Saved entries
== Segment start ==

// SPDX-License-Identifier: MPL-2.0
//! FFmpeg decoding thread behind a [`PlaybackSession`].
//!
//! The thread demuxes the input, converts video frames to RGBA at their
//! presentation time and feeds the audio track to the output device. It starts
//! paused; `Play` after the end of the stream restarts from the beginning.

use super::audio_output::AudioOutput;
use crate::application::port::video::{EventSink, PlaybackSession, SurfaceEvent};
use crate::domain::video::{PlaybackEvent, PlaybackFailure, VideoFrame};
use ffmpeg_next::format::Pixel;
use ffmpeg_next::media::Type;
use ffmpeg_next::software::scaling::{Context as ScalingContext, Flags};
use std::time::{Duration, Instant};
use tokio::sync::mpsc;

/// Sleep between command checks while paused.
const IDLE_POLL: Duration = Duration::from_millis(10);

#[derive(Debug, Clone, Copy, PartialEq, Eq)]
pub enum DecoderCommand {
    Play,
    Pause,
    SetMuted(bool),
    Stop,
}

/// Handle to a decoding thread. Dropping it stops the thread.
#[derive(Debug)]
pub struct DecoderHandle {
    command_tx: mpsc::UnboundedSender<DecoderCommand>,
}

impl DecoderHandle {
    /// Spawns the decoding thread for `input`, a filesystem path or a url
    /// FFmpeg can open.
    #[must_use]
    pub fn spawn(input: String, muted: bool, sink: EventSink) -> Self {
        let (command_tx, command_rx) = mpsc::unbounded_channel();
        tokio::task::spawn_blocking(move || {
            if let Err(failure) = run(&input, muted, command_rx, &sink) {
                log::warn!("video decoder for {input} stopped: {failure:?}");
                sink(SurfaceEvent::Playback(PlaybackEvent::Errored(failure)));
            }
        });
        Self { command_tx }
    }

    fn send(&self, command: DecoderCommand) {
        // A closed channel means the thread already exited.
        let _ = self.command_tx.send(command);
    }
}

impl PlaybackSession for DecoderHandle {
    fn play(&mut self) {
        self.send(DecoderCommand::Play);
    }

    fn pause(&mut self) {
        self.send(DecoderCommand::Pause);
    }

    fn set_muted(&mut self, muted: bool) {
        self.send(DecoderCommand::SetMuted(muted));
    }

    fn stop(&mut self) {
        self.send(DecoderCommand::Stop);
    }
}

impl Drop for DecoderHandle {
    fn drop(&mut self) {
        self.send(DecoderCommand::Stop);
    }
}

/// Decoder for the optional audio track.
struct AudioTrack {
    index: usize,
    decoder: ffmpeg_next::decoder::Audio,
    resampler: ffmpeg_next::software::resampling::Context,
    output: AudioOutput,
}

impl AudioTrack {
    fn open(ictx: &ffmpeg_next::format::context::Input, muted: bool) -> Option<Self> {
        let stream = ictx.streams().best(Type::Audio)?;
        let index = stream.index();
        let decoder = ffmpeg_next::codec::context::Context::from_parameters(stream.parameters())
            .and_then(|context| context.decoder().audio());
        let decoder = match decoder {
            Ok(decoder) => decoder,
            Err(e) => {
                log::debug!("audio track skipped: {e}");
                return None;
            }
        };
        let output = match AudioOutput::new(muted) {
            Ok(output) => output,
            Err(e) => {
                log::warn!("playing without sound: {e}");
                return None;
            }
        };
        let layout = match output.channels() {
            1 => ffmpeg_next::ChannelLayout::MONO,
            _ => ffmpeg_next::ChannelLayout::STEREO,
        };
        let resampler = ffmpeg_next::software::resampling::Context::get(
            decoder.format(),
            decoder.channel_layout(),
            decoder.rate(),
            ffmpeg_next::format::Sample::F32(ffmpeg_next::format::sample::Type::Packed),
            layout,
            output.sample_rate(),
        );
        match resampler {
            Ok(resampler) => Some(Self {
                index,
                decoder,
                resampler,
                output,
            }),
            Err(e) => {
                log::warn!("playing without sound, resampler failed: {e}");
                None
            }
        }
    }

    fn decode(&mut self, packet: &ffmpeg_next::Packet) {
        if self.decoder.send_packet(packet).is_err() {
            return;
        }
        let channels = if self.output.channels() == 1 { 1 } else { 2 };
        let mut decoded = ffmpeg_next::frame::Audio::empty();
        while self.decoder.receive_frame(&mut decoded).is_ok() {
            let mut resampled = ffmpeg_next::frame::Audio::empty();
            if self.resampler.run(&decoded, &mut resampled).is_ok() {
                self.output.push(&extract_samples(&resampled, channels));
            }
        }
    }
}

/// Presentation clock anchored at the first frame after (re)starting.
#[derive(Debug, Clone, Copy)]
struct Clock {
    started: Instant,
    first_pts: f64,
}

impl Clock {
    fn due(self, pts: f64) -> Duration {
        let target = Duration::from_secs_f64((pts - self.first_pts).max(0.0));
        target.saturating_sub(self.started.elapsed())
    }
}

fn run(
    input: &str,
    muted: bool,
    mut command_rx: mpsc::UnboundedReceiver<DecoderCommand>,
    sink: &EventSink,
) -> Result<(), PlaybackFailure> {
    super::init_ffmpeg().map_err(|e| PlaybackFailure::Unreachable(e.to_string()))?;

    let mut ictx = ffmpeg_next::format::input(&input)
        .map_err(|e| PlaybackFailure::Unreachable(e.to_string()))?;

    let (video_index, time_base, parameters) = {
        let stream = ictx
            .streams()
            .best(Type::Video)
            .ok_or(PlaybackFailure::Unsupported)?;
        let time_base = stream.time_base();
        let seconds = if time_base.denominator() == 0 {
            0.0
        } else {
            f64::from(time_base.numerator()) / f64::from(time_base.denominator())
        };
        (stream.index(), seconds, stream.parameters())
    };
    let mut video = ffmpeg_next::codec::context::Context::from_parameters(parameters)
        .and_then(|context| context.decoder().video())
        .map_err(|_| PlaybackFailure::Unsupported)?;
    let (width, height) = (video.width(), video.height());
    let mut scaler = ScalingContext::get(
        video.format(),
        width,
        height,
        Pixel::RGBA,
        width,
        height,
        Flags::BILINEAR,
    )
    .map_err(|_| PlaybackFailure::Unsupported)?;

    let mut audio = AudioTrack::open(&ictx, muted);

    let mut playing = false;
    let mut ended = false;
    let mut clock: Option<Clock> = None;

    loop {
        loop {
            match command_rx.try_recv() {
                Ok(DecoderCommand::Play) => {
                    if ended {
                        ictx.seek(0, ..0)
                            .map_err(|e| PlaybackFailure::Unreachable(e.to_string()))?;
                        video.flush();
                        if let Some(track) = audio.as_mut() {
                            track.decoder.flush();
                            track.output.clear();
                        }
                        ended = false;
                    }
                    playing = true;
                    clock = None;
                    if let Some(track) = audio.as_ref() {
                        track.output.resume();
                    }
                    sink(SurfaceEvent::Playback(PlaybackEvent::Started));
                }
                Ok(DecoderCommand::Pause) => {
                    playing = false;
                    clock = None;
                    if let Some(track) = audio.as_ref() {
                        track.output.pause();
                    }
                    sink(SurfaceEvent::Playback(PlaybackEvent::Paused));
                }
                Ok(DecoderCommand::SetMuted(muted)) => {
                    if let Some(track) = audio.as_ref() {
                        track.output.set_muted(muted);
                    }
                }
                Ok(DecoderCommand::Stop) | Err(mpsc::error::TryRecvError::Disconnected) => {
                    return Ok(());
                }
                Err(mpsc::error::TryRecvError::Empty) => break,
            }
        }

        if !playing {
            std::thread::sleep(IDLE_POLL);
            continue;
        }

        let mut decoded = ffmpeg_next::frame::Video::empty();
        let mut got_frame = false;
        for (stream, packet) in ictx.packets() {
            let index = stream.index();
            if let Some(track) = audio.as_mut().filter(|track| track.index == index) {
                track.decode(&packet);
                continue;
            }
            if index != video_index || video.send_packet(&packet).is_err() {
                continue;
            }
            if video.receive_frame(&mut decoded).is_ok() {
                got_frame = true;
                break;
            }
        }

        if !got_frame {
            playing = false;
            ended = true;
            if let Some(track) = audio.as_ref() {
                track.output.pause();
            }
            sink(SurfaceEvent::Playback(PlaybackEvent::Ended));
            continue;
        }

        let mut rgba = ffmpeg_next::frame::Video::empty();
        if let Err(e) = scaler.run(&decoded, &mut rgba) {
            log::debug!("dropping video frame: {e}");
            continue;
        }

        #[allow(clippy::cast_precision_loss)]
        let pts = decoded.pts().unwrap_or(0) as f64 * time_base;
        let anchor = *clock.get_or_insert(Clock {
            started: Instant::now(),
            first_pts: pts,
        });
        let wait = anchor.due(pts);
        if !wait.is_zero() {
            std::thread::sleep(wait);
        }

        if let Some(frame) = VideoFrame::new(rgba.width(), rgba.height(), extract_rgba_data(&rgba))
        {
            sink(SurfaceEvent::Frame(frame));
        }
    }
}

/// Copies the RGBA plane row by row, dropping the stride padding.
fn extract_rgba_data(frame: &ffmpeg_next::frame::Video) -> Vec<u8> {
    let width = frame.width() as usize;
    let height = frame.height() as usize;
    let data = frame.data(0);
    let stride = frame.stride(0);

    let mut rgba_bytes = Vec::with_capacity(width * height * 4);
    for y in 0..height {
        let row_start = y * stride;
        let row_end = row_start + width * 4;
        if let Some(row) = data.get(row_start..row_end) {
            rgba_bytes.extend_from_slice(row);
        }
    }
    rgba_bytes
}

/// Reads interleaved f32 samples from a packed resampled frame.
fn extract_samples(frame: &ffmpeg_next::frame::Audio, channels: usize) -> Vec<f32> {
    let data = frame.data(0);
    let sample_count = frame.samples() * channels;
    data.chunks_exact(4)
        .take(sample_count)
        .map(|bytes| f32::from_le_bytes([bytes[0], bytes[1], bytes[2], bytes[3]]))
        .collect()
}

#[cfg(test)]
mod tests {
    use super::*;
    use std::sync::{Arc, Mutex};

    #[test]
    fn clock_waits_for_later_frames() {
        let clock = Clock {
            started: Instant::now(),
            first_pts: 1.0,
        };
        assert!(clock.due(3.0) > Duration::from_secs(1));
        assert_eq!(clock.due(0.5), Duration::ZERO);
    }

    #[tokio::test]
    async fn missing_file_reports_unreachable() {
        let dir = tempfile::tempdir().unwrap();
        let path = dir.path().join("missing.mp4");
        let events = Arc::new(Mutex::new(Vec::new()));
        let recorded = Arc::clone(&events);
        let sink: EventSink = Arc::new(move |event| recorded.lock().unwrap().push(event));

        let mut handle = DecoderHandle::spawn(path.to_string_lossy().into_owned(), true, sink);
        handle.play();

        for _ in 0..200 {
            if !events.lock().unwrap().is_empty() {
                break;
            }
            tokio::time::sleep(Duration::from_millis(10)).await;
        }
        let events = events.lock().unwrap();
        assert!(matches!(
            events.first(),
            Some(SurfaceEvent::Playback(PlaybackEvent::Errored(
                PlaybackFailure::Unreachable(_)
            )))
        ));
    }
}
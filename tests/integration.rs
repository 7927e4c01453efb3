// SPDX-License-Identifier: MPL-2.0
use boutique_showcase::app::config::{self, Config};
use boutique_showcase::domain::editing::{CropTransform, Offset};
use boutique_showcase::domain::media::{MediaKind, MediaSequence, ReorderableMediaList};
use boutique_showcase::domain::video::PlaybackEvent;
use boutique_showcase::i18n::fluent::I18n;
use boutique_showcase::ui::carousel::{
    Carousel, CarouselSettings, CarouselState, Effect, Message, VideoCommand,
};
use iced::Point;
use std::time::Instant;
use tempfile::tempdir;

const PLACEHOLDER: &str = "placeholder://card";

fn carousel(images: &[&str], videos: &[&str]) -> Carousel {
    Carousel::new(
        MediaSequence::build(images, videos),
        PLACEHOLDER,
        CarouselSettings::default(),
    )
}

#[test]
fn test_language_change_via_config() {
    let dir = tempdir().expect("Failed to create temporary directory");
    let path = dir.path().join("settings.toml");

    let mut initial = Config::default();
    initial.general.language = Some("en-US".to_string());
    config::save_to_path(&initial, &path).expect("Failed to write initial config file");
    let loaded = config::load_from_path(&path).expect("Failed to load initial config");
    assert_eq!(I18n::new(None, &loaded).current_locale().to_string(), "en-US");

    let mut french = Config::default();
    french.general.language = Some("fr".to_string());
    config::save_to_path(&french, &path).expect("Failed to write french config file");
    let loaded = config::load_from_path(&path).expect("Failed to load french config");
    let i18n = I18n::new(None, &loaded);
    assert_eq!(i18n.current_locale().to_string(), "fr");
    assert_eq!(i18n.tr("status-sold-out"), "Épuisé");
}

#[test]
fn test_cli_language_overrides_config() {
    let mut config = Config::default();
    config.general.language = Some("fr".to_string());
    let i18n = I18n::new(Some("en-US".to_string()), &config);
    assert_eq!(i18n.current_locale().to_string(), "en-US");
}

#[test]
fn sequence_puts_images_before_videos() {
    let sequence = MediaSequence::build(["a.jpg", " ", "b.jpg"], ["v.mp4", ""]);
    let urls: Vec<&str> = sequence.iter().map(|item| item.url()).collect();
    assert_eq!(urls, ["a.jpg", "b.jpg", "v.mp4"]);
    assert!(sequence.get(2).is_some_and(|item| item.is_video()));
}

#[test]
fn next_and_previous_are_cyclic() {
    for len in 1..6 {
        let mut state = CarouselState::new(len);
        for _ in 0..len {
            state.next();
        }
        assert_eq!(state.current_index(), Some(0), "next x{len}");
        for _ in 0..len {
            state.previous();
        }
        assert_eq!(state.current_index(), Some(0), "previous x{len}");
    }
}

#[test]
fn carousel_scenario_with_two_images_and_a_video() {
    let now = Instant::now();
    let mut carousel = carousel(&["img1.jpg", "img2.jpg"], &["video1.mp4"]);
    assert_eq!(carousel.state().current_index(), Some(0));
    assert!(carousel.state().is_muted());

    carousel.handle(Message::Next, now);
    carousel.handle(Message::Next, now);
    assert_eq!(carousel.state().current_index(), Some(2));
    assert!(carousel.current_item().is_some_and(|item| item.is_video()));
    assert!(!carousel.state().is_playing());

    let effect = carousel.handle(Message::TogglePlayPause, now);
    assert!(matches!(
        effect,
        Effect::Video(ref commands)
            if matches!(commands.as_slice(), [VideoCommand::Play { index: 2, muted: true, .. }])
    ));
    carousel.handle(
        Message::Playback {
            index: 2,
            event: PlaybackEvent::Started,
        },
        now,
    );
    assert!(carousel.state().is_playing());

    // Leaving the playing video stops it and resets playback.
    let effect = carousel.handle(Message::Next, now);
    assert_eq!(
        effect,
        Effect::Video(vec![VideoCommand::Stop {
            url: "video1.mp4".to_string()
        }])
    );
    assert_eq!(carousel.state().current_index(), Some(0));
    assert!(!carousel.state().is_playing());
}

#[test]
fn empty_sequence_renders_nothing_to_navigate() {
    let now = Instant::now();
    let mut carousel = carousel(&[], &[]);
    assert_eq!(carousel.state().current_index(), None);
    assert!(!carousel.state().has_navigation());
    assert_eq!(carousel.handle(Message::Next, now), Effect::None);
    assert_eq!(carousel.handle(Message::TogglePlayPause, now), Effect::None);
    assert!(carousel.shutdown().is_empty());
}

fn swipe(carousel: &mut Carousel, from: f32, to: f32) {
    let now = Instant::now();
    carousel.handle(Message::PointerMoved(Point::new(from, 10.0)), now);
    carousel.handle(Message::PointerPressed, now);
    carousel.handle(Message::PointerMoved(Point::new(to, 10.0)), now);
    carousel.handle(Message::PointerReleased, now);
}

#[test]
fn swipe_threshold_boundary() {
    let mut exact = carousel(&["a.jpg", "b.jpg", "c.jpg"], &[]);
    swipe(&mut exact, 200.0, 150.0);
    assert_eq!(exact.state().current_index(), Some(0));

    let mut left = carousel(&["a.jpg", "b.jpg", "c.jpg"], &[]);
    swipe(&mut left, 200.0, 149.99);
    assert_eq!(left.state().current_index(), Some(1));

    let mut right = carousel(&["a.jpg", "b.jpg", "c.jpg"], &[]);
    swipe(&mut right, 149.99, 200.0);
    assert_eq!(right.state().current_index(), Some(2));
}

#[test]
fn single_item_never_swipes() {
    let mut single = carousel(&["a.jpg"], &[]);
    swipe(&mut single, 400.0, 0.0);
    assert_eq!(single.state().current_index(), Some(0));
}

#[test]
fn crop_scale_is_clamped_and_reset_restores_identity() {
    let mut transform = CropTransform::new();
    transform.set_scale(5.0);
    assert!((transform.scale().value() - 3.0).abs() < f32::EPSILON);
    transform.set_scale(-1.0);
    assert!((transform.scale().value() - 0.1).abs() < f32::EPSILON);

    transform.set_rotation(450.0);
    transform.rotate_counter_clockwise();
    transform.set_translation(Offset::new(-40.0, 12.5));
    transform.zoom_in();
    transform.reset();
    assert!(transform.is_identity());
    assert_eq!(transform, CropTransform::default());
}

#[test]
fn reorder_scenario_keeps_identities() {
    let mut list = ReorderableMediaList::new();
    let a = list.append(MediaKind::Image, "A.jpg").expect("A");
    let b = list.append(MediaKind::Image, "B.jpg").expect("B");
    let c = list.append(MediaKind::Image, "C.jpg").expect("C");

    assert!(list.move_item(0, 2));
    let order: Vec<_> = list.iter().map(|entry| entry.id).collect();
    assert_eq!(order, [b, c, a]);

    assert!(list.move_item(2, 0));
    let urls: Vec<&str> = list.iter().map(|entry| entry.url.as_str()).collect();
    assert_eq!(urls, ["A.jpg", "B.jpg", "C.jpg"]);

    assert!(list.move_item(0, 2));
    assert!(list.remove(c).is_some());
    let order: Vec<_> = list.iter().map(|entry| entry.id).collect();
    assert_eq!(order, [b, a]);
    assert!(list.remove(c).is_none());

    assert!(list.replace_url(b, "B-cropped.jpg"));
    assert_eq!(list.position(b), Some(0));
    let (images, videos) = list.split();
    assert_eq!(images, ["B-cropped.jpg", "A.jpg"]);
    assert!(videos.is_empty());
}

== Segment end ==

Copy, please, every line from the start of the entries down to the line that holds "fn send(&self, command: DecoderCommand)", with both of those lines included and no others.

• _Task result_
// SPDX-License-Identifier: MPL-2.0
//! FFmpeg decoding thread behind a [`PlaybackSession`].
//!
//! The thread demuxes the input, converts video frames to RGBA at their
//! presentation time and feeds the audio track to the output device. It starts
//! paused; `Play` after the end of the stream restarts from the beginning.

use super::audio_output::AudioOutput;
use crate::application::port::video::{EventSink, PlaybackSession, SurfaceEvent};
use crate::domain::video::{PlaybackEvent, PlaybackFailure, VideoFrame};
use ffmpeg_next::format::Pixel;
use ffmpeg_next::media::Type;
use ffmpeg_next::software::scaling::{Context as ScalingContext, Flags};
use std::time::{Duration, Instant};
use tokio::sync::mpsc;

/// Sleep between command checks while paused.
const IDLE_POLL: Duration = Duration::from_millis(10);

#[derive(Debug, Clone, Copy, PartialEq, Eq)]
pub enum DecoderCommand {
    Play,
    Pause,
    SetMuted(bool),
    Stop,
}

/// Handle to a decoding thread. Dropping it stops the thread.
#[derive(Debug)]
pub struct DecoderHandle {
    command_tx: mpsc::UnboundedSender<DecoderCommand>,
}

impl DecoderHandle {
    /// Spawns the decoding thread for `input`, a filesystem path or a url
    /// FFmpeg can open.
    #[must_use]
    pub fn spawn(input: String, muted: bool, sink: EventSink) -> Self {
        let (command_tx, command_rx) = mpsc::unbounded_channel();
        tokio::task::spawn_blocking(move || {
            if let Err(failure) = run(&input, muted, command_rx, &sink) {
                log::warn!("video decoder for {input} stopped: {failure:?}");
                sink(SurfaceEvent::Playback(PlaybackEvent::Errored(failure)));
            }
        });
        Self { command_tx }
    }

    fn send(&self, command: DecoderCommand) {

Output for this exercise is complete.